### Exercise brief
Every entry must be echoed exactly.

*-*-*

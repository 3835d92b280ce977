//! Positional bind-parameter registry.

use crate::error::{OrmError, OrmResult};
use crate::value::Value;

/// Ordered bind values plus their type signature.
///
/// Every pushed value adds one signature character (see
/// [`BindType`](crate::BindType)), so `signature().len() == len()` always holds.
#[derive(Debug, Clone, Default, PartialEq)]
pub struct BindParams {
    types: String,
    values: Vec<Value>,
}

impl BindParams {
    pub fn new() -> Self {
        Self::default()
    }

    /// Append one value.
    pub fn push(&mut self, value: impl Into<Value>) -> &mut Self {
        let value = value.into();
        self.types.push(value.bind_type().as_char());
        self.values.push(value);
        self
    }

    /// Append every value of `other`, keeping order.
    pub fn push_all(&mut self, other: BindParams) -> &mut Self {
        self.types.push_str(&other.types);
        self.values.extend(other.values);
        self
    }

    /// The type signature, e.g. `"sid"` for text, integer, float.
    pub fn signature(&self) -> &str {
        &self.types
    }

    pub fn values(&self) -> &[Value] {
        &self.values
    }

    pub fn into_values(self) -> Vec<Value> {
        self.values
    }

    pub fn len(&self) -> usize {
        self.values.len()
    }

    pub fn is_empty(&self) -> bool {
        self.values.is_empty()
    }

    pub fn clear(&mut self) {
        self.types.clear();
        self.values.clear();
    }

    /// Check the signature against the values.
    pub fn validate(&self) -> OrmResult<()> {
        let sig_len = self.types.chars().count();
        if sig_len != self.values.len() {
            return Err(OrmError::validation(format!(
                "BindParams: signature({sig_len}) != values({})",
                self.values.len()
            )));
        }
        for (i, (ch, value)) in self.types.chars().zip(&self.values).enumerate() {
            if ch != value.bind_type().as_char() {
                return Err(OrmError::validation(format!(
                    "BindParams: parameter {} has signature '{ch}' but value {value:?}",
                    i + 1
                )));
            }
        }
        Ok(())
    }
}

impl<V: Into<Value>> FromIterator<V> for BindParams {
    fn from_iter<I: IntoIterator<Item = V>>(iter: I) -> Self {
        let mut params = BindParams::new();
        for v in iter {
            params.push(v);
        }
        params
    }
}

impl<V: Into<Value>> Extend<V> for BindParams {
    fn extend<I: IntoIterator<Item = V>>(&mut self, iter: I) {
        for v in iter {
            self.push(v);
        }
    }
}

#[cfg(test)]
mod tests {
    use super::*;

    #[test]
    fn signature_tracks_values() {
        let mut params = BindParams::new();
        params.push("a").push(1).push(2.5).push(Value::Null).push(true);
        assert_eq!(params.signature(), "sidsi");
        assert_eq!(params.len(), 5);
        params.validate().unwrap();
    }

    #[test]
    fn push_all_keeps_order() {
        let mut a: BindParams = vec![Value::from(1)].into_iter().collect();
        let b: BindParams = vec![Value::from("x"), Value::from(0.5)].into_iter().collect();
        a.push_all(b);
        assert_eq!(a.signature(), "isd");
        assert_eq!(a.values()[1], Value::from("x"));
    }

    #[test]
    fn clear_empties_both_halves() {
        let mut params: BindParams = [1, 2, 3].into_iter().collect();
        params.clear();
        assert!(params.is_empty());
        assert_eq!(params.signature(), "");
    }
}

*-*-*

### Task output
repository 3835d92b280ce977
//! Positional bind-parameter registry.

use crate::error::{OrmError, OrmResult};
use crate::value::Value;

/// Ordered bind values plus their type signature.
///
/// Every pushed value adds one signature character (see
/// [`BindType`](crate::BindType)), so `signature().len() == len()` always holds.
#[derive(Debug, Clone, Default, PartialEq)]
pub struct BindParams {
    types: String,
    values: Vec<Value>,
}

impl BindParams {
    pub fn new() -> Self {
        Self::default()
    }

    /// Append one value.
    pub fn push(&mut self, value: impl Into<Value>) -> &mut Self {
        let value = value.into();
        self.types.push(value.bind_type().as_char());
        self.values.push(value);
        self
    }

    /// Append every value of `other`, keeping order.
    pub fn push_all(&mut self, other: BindParams) -> &mut Self {
        self.types.push_str(&other.types);
        self.values.extend(other.values);
        self
    }

    /// The type signature, e.g. `"sid"` for text, integer, float.
    pub fn signature(&self) -> &str {
        &self.types
    }

    pub fn values(&self) -> &[Value] {
        &self.values
    }

    pub fn into_values(self) -> Vec<Value> {
        self.values
    }

    pub fn len(&self) -> usize {
        self.values.len()
    }

    pub fn is_empty(&self) -> bool {
        self.values.is_empty()
    }

    pub fn clear(&mut self) {
        self.types.clear();
        self.values.clear();
    }

    /// Check the signature against the values.
    pub fn validate(&self) -> OrmResult<()> {
        let sig_len = self.types.chars().count();
        if sig_len != self.values.len() {
            return Err(OrmError::validation(format!(
                "BindParams: signature({sig_len}) != values({})",
                self.values.len()
            )));
        }
        for (i, (ch, value)) in self.types.chars().zip(&self.values).enumerate() {
            if ch != value.bind_type().as_char() {
                return Err(OrmError::validation(format!(
                    "BindParams: parameter {} has signature '{ch}' but value {value:?}",
                    i + 1
                )));
            }
        }
        Ok(())
    }
}

impl<V: Into<Value>> FromIterator<V> for BindParams {
    fn from_iter<I: IntoIterator<Item = V>>(iter: I) -> Self {
        let mut params = BindParams::new();
        for v in iter {
            params.push(v);
        }
        params
    }
}

impl<V: Into<Value>> Extend<V> for BindParams {
    fn extend<I: IntoIterator<Item = V>>(&mut self, iter: I) {
        for v in iter {
            self.push(v);
        }
    }
}

#[cfg(test)]
mod tests {
    use super::*;

    #[test]
    fn signature_tracks_values() {
        let mut params = BindParams::new();
        params.push("a").push(1).push(2.5).push(Value::Null).push(true);
        assert_eq!(params.signature(), "sidsi");
        assert_eq!(params.len(), 5);
        params.validate().unwrap();
    }

    #[test]
    fn push_all_keeps_order() {
        let mut a: BindParams = vec![Value::from(1)].into_iter().collect();
        let b: BindParams = vec![Value::from("x"), Value::from(0.5)].into_iter().collect();
        a.push_all(b);
        assert_eq!(a.signature(), "isd");
        assert_eq!(a.values()[1], Value::from("x"));
    }

    #[test]
    fn clear_empties_both_halves() {
        let mut params: BindParams = [1, 2, 3].into_iter().collect();
        params.clear();
        assert!(params.is_empty());
        assert_eq!(params.signature(), "");
    }
}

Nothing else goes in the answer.